Overview
Acne vulgaris (aka ‘acne’) is a very common disorder of the pilosebaceous follicles (oil glands). It results from excess production of sebum, which is related to androgen (testosterone) levels. It is associated with psychological distress (including depression, anxiety, and social phobia). Early treatment leads to better outcomes and reduces the risk of long-term scarring. The diagnosis is clinical. It is important to remember that acne can be disfiguring, has a large psychological impact, and has the potential for (avoidable) scarring. Cystic acne should be referred to a specialist (dermatologist) to reduce the risk of scarring.

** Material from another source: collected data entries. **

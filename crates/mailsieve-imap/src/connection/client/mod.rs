//! Type-state IMAP client.
//!
//! A [`Client`] is parameterized by its protocol state so that commands
//! are only callable where RFC 3501 allows them:
//!
//! - [`NotAuthenticated`]: right after the greeting
//! - [`Authenticated`]: after LOGIN
//! - [`Selected`]: after SELECT, carrying the mailbox name and status

#![allow(clippy::missing_errors_doc)]

mod authenticated;
mod not_authenticated;
mod selected;
mod states;

use std::io;

use tokio::io::{AsyncRead, AsyncWrite};

pub use self::states::{Authenticated, NotAuthenticated, Selected};
use super::framed::{FramedStream, ResponseAccumulator, is_tagged_with};
use crate::command::{Command, TagGenerator};
use crate::parser::{Response, ResponseParser, UntaggedResponse};
use crate::types::{Capability, Status};
use crate::{Error, Result};

/// IMAP connection in protocol state `State`.
pub struct Client<S, State> {
    stream: FramedStream<S>,
    tag_gen: TagGenerator,
    capabilities: Vec<Capability>,
    state: State,
}

impl<S, State: std::fmt::Debug> std::fmt::Debug for Client<S, State> {
    fn fmt(&self, f: &mut std::fmt::Formatter<'_>) -> std::fmt::Result {
        f.debug_struct("Client")
            .field("state", &self.state)
            .field("tag_gen", &self.tag_gen)
            .field("capabilities", &self.capabilities)
            .finish_non_exhaustive()
    }
}

/// A state transition the server refused.
///
/// The client comes back in the state the connection is actually in, so
/// it can still be logged out.
#[derive(Debug)]
pub struct Rejected<C> {
    /// The connection, still usable.
    pub client: C,
    /// Why the transition failed.
    pub error: Error,
}

impl<C> From<Rejected<C>> for Error {
    fn from(rejected: Rejected<C>) -> Self {
        rejected.error
    }
}

impl<S, State> Client<S, State>
where
    S: AsyncRead + AsyncWrite + Unpin,
{
    /// Capabilities the server announced most recently.
    #[must_use]
    pub fn capabilities(&self) -> &[Capability] {
        &self.capabilities
    }

    /// Returns true if the server announced `cap`.
    #[must_use]
    pub fn has_capability(&self, cap: &Capability) -> bool {
        self.capabilities.contains(cap)
    }

    /// Sends NOOP.
    pub async fn noop(&mut self) -> Result<()> {
        self.execute(&Command::Noop).await.map(drop)
    }

    /// Sends CAPABILITY and refreshes the stored list.
    pub async fn capability(&mut self) -> Result<Vec<Capability>> {
        let responses = self.execute(&Command::Capability).await?;
        self.absorb_capabilities(&responses);
        Ok(self.capabilities.clone())
    }

    /// Sends LOGOUT and closes the transport.
    ///
    /// A server that hangs up right after its BYE is not treated as an error.
    pub async fn logout(mut self) -> Result<()> {
        let result = match self.execute(&Command::Logout).await {
            Err(Error::Bye(_)) => Ok(()),
            other => other.map(drop),
        };
        self.stream.shutdown().await;
        result
    }

    /// Moves the connection into another state.
    fn into_state<T>(self, state: T) -> Client<S, T> {
        Client {
            stream: self.stream,
            tag_gen: self.tag_gen,
            capabilities: self.capabilities,
            state,
        }
    }

    /// Sends `command` under a fresh tag and returns every response up to
    /// and including the tagged completion, which must be OK.
    async fn execute(&mut self, command: &Command) -> Result<Vec<Vec<u8>>> {
        let tag = self.tag_gen.next();
        tracing::debug!(tag = %tag, command = command.name(), "sending");
        self.send_command(command, &tag).await?;

        let mut accumulator = ResponseAccumulator::new(tag.as_str());
        let responses = match accumulator.read_until_tagged(&mut self.stream).await {
            Ok(responses) => responses,
            Err(Error::Io(e)) if e.kind() == io::ErrorKind::UnexpectedEof => {
                return Err(bye_reason(accumulator.responses())
                    .map_or(Error::Io(e), Error::Bye));
            }
            Err(e) => return Err(e),
        };

        check_tagged_ok(&responses, &tag)?;
        Ok(responses)
    }

    /// Writes the command chunk by chunk, waiting for a continuation
    /// request after each synchronizing literal header.
    async fn send_command(&mut self, command: &Command, tag: &str) -> Result<()> {
        let chunks = command.serialize_chunks(tag);
        let last = chunks.len().saturating_sub(1);

        for (i, chunk) in chunks.iter().enumerate() {
            self.stream.write_command(chunk).await?;
            if i == last {
                break;
            }
            loop {
                let raw = self.stream.read_response().await?;
                if is_tagged_with(&raw, tag) {
                    // The server refused the command before reading the literal.
                    check_tagged_ok(std::slice::from_ref(&raw), tag)?;
                    return Err(Error::Protocol(
                        "command completed before all literals were sent".to_string(),
                    ));
                }
                match ResponseParser::parse(&raw)? {
                    Response::Continuation { .. } => break,
                    Response::Untagged(UntaggedResponse::Bye { text, .. }) => {
                        return Err(Error::Bye(text));
                    }
                    _ => {}
                }
            }
        }
        Ok(())
    }

    fn absorb_capabilities(&mut self, responses: &[Vec<u8>]) {
        for raw in responses {
            if let Ok(Response::Untagged(UntaggedResponse::Capability(caps))) =
                ResponseParser::parse(raw)
            {
                self.capabilities = caps;
            }
        }
    }
}

/// Maps the tagged completion for `tag` to `Ok(())` or the matching error.
fn check_tagged_ok(responses: &[Vec<u8>], tag: &str) -> Result<()> {
    for raw in responses.iter().rev() {
        if let Ok(Response::Tagged {
            tag: resp_tag,
            status,
            text,
            ..
        }) = ResponseParser::parse(raw)
            && resp_tag.as_str() == tag
        {
            return match status {
                Status::Ok | Status::PreAuth => Ok(()),
                Status::No => Err(Error::No(text)),
                Status::Bad => Err(Error::Bad(text)),
                Status::Bye => Err(Error::Bye(text)),
            };
        }
    }
    Err(Error::Protocol("missing tagged response".to_string()))
}

fn bye_reason(responses: &[Vec<u8>]) -> Option<String> {
    responses.iter().find_map(|raw| match ResponseParser::parse(raw) {
        Ok(Response::Untagged(UntaggedResponse::Bye { text, .. })) => Some(text),
        _ => None,
    })
}

#[cfg(test)]
#[allow(clippy::unwrap_used)]
mod tests {
    use super::*;

    #[test]
    fn tagged_status_mapping() {
        let ok = vec![b"* 1 EXISTS\r\n".to_vec(), b"A0001 OK done\r\n".to_vec()];
        assert!(check_tagged_ok(&ok, "A0001").is_ok());

        let no = vec![b"A0002 NO [TRYCREATE] missing\r\n".to_vec()];
        assert!(matches!(check_tagged_ok(&no, "A0002"), Err(Error::No(t)) if t == "missing"));

        let bad = vec![b"A0003 BAD syntax\r\n".to_vec()];
        assert!(matches!(check_tagged_ok(&bad, "A0003"), Err(Error::Bad(_))));

        assert!(matches!(check_tagged_ok(&ok, "A0009"), Err(Error::Protocol(_))));
    }

    #[test]
    fn bye_text_is_found() {
        let responses = vec![b"* BYE idle timeout\r\n".to_vec()];
        assert_eq!(bye_reason(&responses).as_deref(), Some("idle timeout"));
        assert_eq!(bye_reason(&[]), None);
    }
}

Acne peaks in teenage years (second decade) and may continue into adulthood, where it affects 15% of women and 5% of men.
Lesions seen in acne
| Lesion | Description |
|---|---|
| Obstructed pilosebaceous units. Can cause scarring and lead to cysts. | Indicates hyperkeratinisation. Does not form cysts. |
| Closed comedones (whiteheads) | Small, inflammatory, and usually raised, red lesions |
| Papules (deep) | Fills up within the months after a flare-up. Scarring is fully assessed once the inflammatory phase has resolved. |
| Pustules | More superficial than papules |
| Nodules | Bigger papules |
| Cysts | > 5mm in size. Develops when there is further infection and inflammation by P. acnes. Can be treated with intra-lesion steroids, antibiotics, and isotretinoin |
| Atrophic scars | Fills up within the months after flare-up. Scarring is fully assessed once the inflammatory phase has resolved. |
Acne according to severity
| Severity | Features |
|---|---|
| Mild acne | Open and closed comedones with minimal inflammatory lesions |
| Moderate acne | Widespread non-inflammatory lesions with many papules and pustules |
| Severe acne | Extensive inflammatory lesionsl including nodules, pitting, and scarring |
- Causes of acne
- Androgenic stimulation of the sebaceous gland (increased sensitivity to androgens)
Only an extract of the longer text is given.